Integrative bioinformatics and deep learning to identify common genetic pathways in Crohn’s disease and ischemic cardiomyopathy

Abstract

Crohn’s disease (CD) and ischemic cardiomyopathy (ICM) share inflammatory characteristics, yet their common genetic underpinnings remain underexplored. Using an integrative bioinformatics approach, we analyzed GEO datasets (GSE3365 and GSE9128) to identify shared genetic pathways between CD and ICM. Through differential expression analysis, we identified 60 common differentially expressed genes (CDEGs).

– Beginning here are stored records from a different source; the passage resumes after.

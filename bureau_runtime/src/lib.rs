#![forbid(unsafe_code)]

//! Syscall Bureau — runtime.
//!
//! Lets an external agent execute syscalls on behalf of a symbolic
//! engine. The engine thread blocks in `Bureau::invoke_syscall` while the
//! agent runs the call, reading and writing the engine's memory through
//! the bridge. Memory that is still symbolic is refused, never guessed.

pub mod agent;
pub mod bridge;
pub mod config;
pub mod error;
pub mod invocation;
pub mod messages;
pub mod proto_types;
pub mod registry;
pub mod session;
pub mod transport;

pub use bridge::Bureau;
pub use config::BridgeConfig;
pub use error::{BridgeError, ProtocolError, Result};
pub use messages::{MemoryReply, Message, MessageKind};
pub use registry::SessionId;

Functional enrichment analysis revealed enrichment in inflammatory pathways, including NF-κB and TNF-α signaling, highlighting their role in disease pathogenesis. We conducted microRNA (miRNA), transcription factor (TF), and protein–protein interaction (PPI) analyses to uncover regulatory networks. Notably, hsa-miR-98-5p emerged as a key miRNA, while RELA and NFKB1 were identified as prominent TFs interacting with CDEGs. Six hub genes—IL1B, CXCL8, CXCL2, TLR2, FCGR1A, and FCGR2A—were pinpointed, demonstrating high diagnostic potential via receiver operating characteristic (ROC) analysis. To advance diagnostic precision, we developed AutoClass, a deep learning framework that leverages hub gene regulatory networks to classify CD patients with approximately 95 % accuracy. These hub genes and regulators likely drive neutrophil-mediated inflammation, offering insights into the molecular interplay between CD and ICM. Our findings suggest that the identified CDEGs, miRNAs, and TFs hold promise as therapeutic targets and biomarkers, paving the way for precision medicine approaches in managing CD and its cardiovascular complications. Future experimental validation and cohort expansion could further elucidate these shared mechanisms, enhancing their translational impact.